== Segment start ==

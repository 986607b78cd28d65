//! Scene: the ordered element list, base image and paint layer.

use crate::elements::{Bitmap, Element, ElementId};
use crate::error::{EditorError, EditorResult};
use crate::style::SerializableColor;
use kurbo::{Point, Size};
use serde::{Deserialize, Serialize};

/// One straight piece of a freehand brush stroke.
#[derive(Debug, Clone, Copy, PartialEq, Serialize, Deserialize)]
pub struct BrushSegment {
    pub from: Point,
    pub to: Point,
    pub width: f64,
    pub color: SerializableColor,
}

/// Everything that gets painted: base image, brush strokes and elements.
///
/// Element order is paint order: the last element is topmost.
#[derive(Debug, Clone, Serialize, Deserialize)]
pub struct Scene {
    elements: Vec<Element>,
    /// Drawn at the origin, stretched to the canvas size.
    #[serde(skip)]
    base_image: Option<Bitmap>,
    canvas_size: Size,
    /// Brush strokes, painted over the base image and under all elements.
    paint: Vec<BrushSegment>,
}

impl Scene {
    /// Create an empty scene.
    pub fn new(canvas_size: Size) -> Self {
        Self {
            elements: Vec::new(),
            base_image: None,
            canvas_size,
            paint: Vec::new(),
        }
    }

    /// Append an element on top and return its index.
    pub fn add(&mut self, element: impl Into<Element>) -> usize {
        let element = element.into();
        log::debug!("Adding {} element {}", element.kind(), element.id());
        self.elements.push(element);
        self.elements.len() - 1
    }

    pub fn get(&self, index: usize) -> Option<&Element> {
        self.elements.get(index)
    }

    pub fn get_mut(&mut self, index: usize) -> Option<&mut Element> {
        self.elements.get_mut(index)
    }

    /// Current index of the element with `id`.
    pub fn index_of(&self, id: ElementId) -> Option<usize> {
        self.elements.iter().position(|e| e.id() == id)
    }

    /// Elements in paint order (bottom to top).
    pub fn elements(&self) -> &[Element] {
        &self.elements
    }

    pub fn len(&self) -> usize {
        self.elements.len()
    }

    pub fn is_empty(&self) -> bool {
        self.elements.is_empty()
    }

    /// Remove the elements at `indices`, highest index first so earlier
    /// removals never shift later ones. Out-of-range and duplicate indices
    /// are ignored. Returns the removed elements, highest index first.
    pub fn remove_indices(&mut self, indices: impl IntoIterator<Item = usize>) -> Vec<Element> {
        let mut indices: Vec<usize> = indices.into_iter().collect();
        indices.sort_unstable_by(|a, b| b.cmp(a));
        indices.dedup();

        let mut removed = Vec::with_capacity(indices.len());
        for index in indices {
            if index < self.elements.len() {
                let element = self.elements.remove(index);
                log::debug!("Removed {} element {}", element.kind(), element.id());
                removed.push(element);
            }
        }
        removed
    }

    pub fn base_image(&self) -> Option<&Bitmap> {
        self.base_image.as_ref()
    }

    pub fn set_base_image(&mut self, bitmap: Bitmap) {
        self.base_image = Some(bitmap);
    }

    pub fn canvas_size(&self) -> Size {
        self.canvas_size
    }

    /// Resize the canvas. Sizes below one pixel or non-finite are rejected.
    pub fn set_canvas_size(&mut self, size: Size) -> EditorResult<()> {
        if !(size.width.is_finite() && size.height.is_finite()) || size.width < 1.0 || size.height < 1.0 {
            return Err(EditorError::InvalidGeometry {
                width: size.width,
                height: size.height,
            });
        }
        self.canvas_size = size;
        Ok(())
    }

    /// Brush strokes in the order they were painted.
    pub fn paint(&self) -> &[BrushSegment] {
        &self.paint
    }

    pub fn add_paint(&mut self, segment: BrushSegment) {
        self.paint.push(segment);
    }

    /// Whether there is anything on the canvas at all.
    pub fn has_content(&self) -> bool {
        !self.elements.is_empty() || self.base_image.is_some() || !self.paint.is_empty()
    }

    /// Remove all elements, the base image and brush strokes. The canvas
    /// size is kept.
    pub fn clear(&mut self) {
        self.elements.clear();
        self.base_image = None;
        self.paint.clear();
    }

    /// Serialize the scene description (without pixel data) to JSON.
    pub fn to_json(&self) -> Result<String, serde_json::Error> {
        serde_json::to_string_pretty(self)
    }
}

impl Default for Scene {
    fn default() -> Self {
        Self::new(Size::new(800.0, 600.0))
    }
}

== Segment end ==

Every line where "width" appears must be returned from the listing above.

    pub width: f64,
        if !(size.width.is_finite() && size.height.is_finite()) || size.width < 1.0 || size.height < 1.0 {
                width: size.width,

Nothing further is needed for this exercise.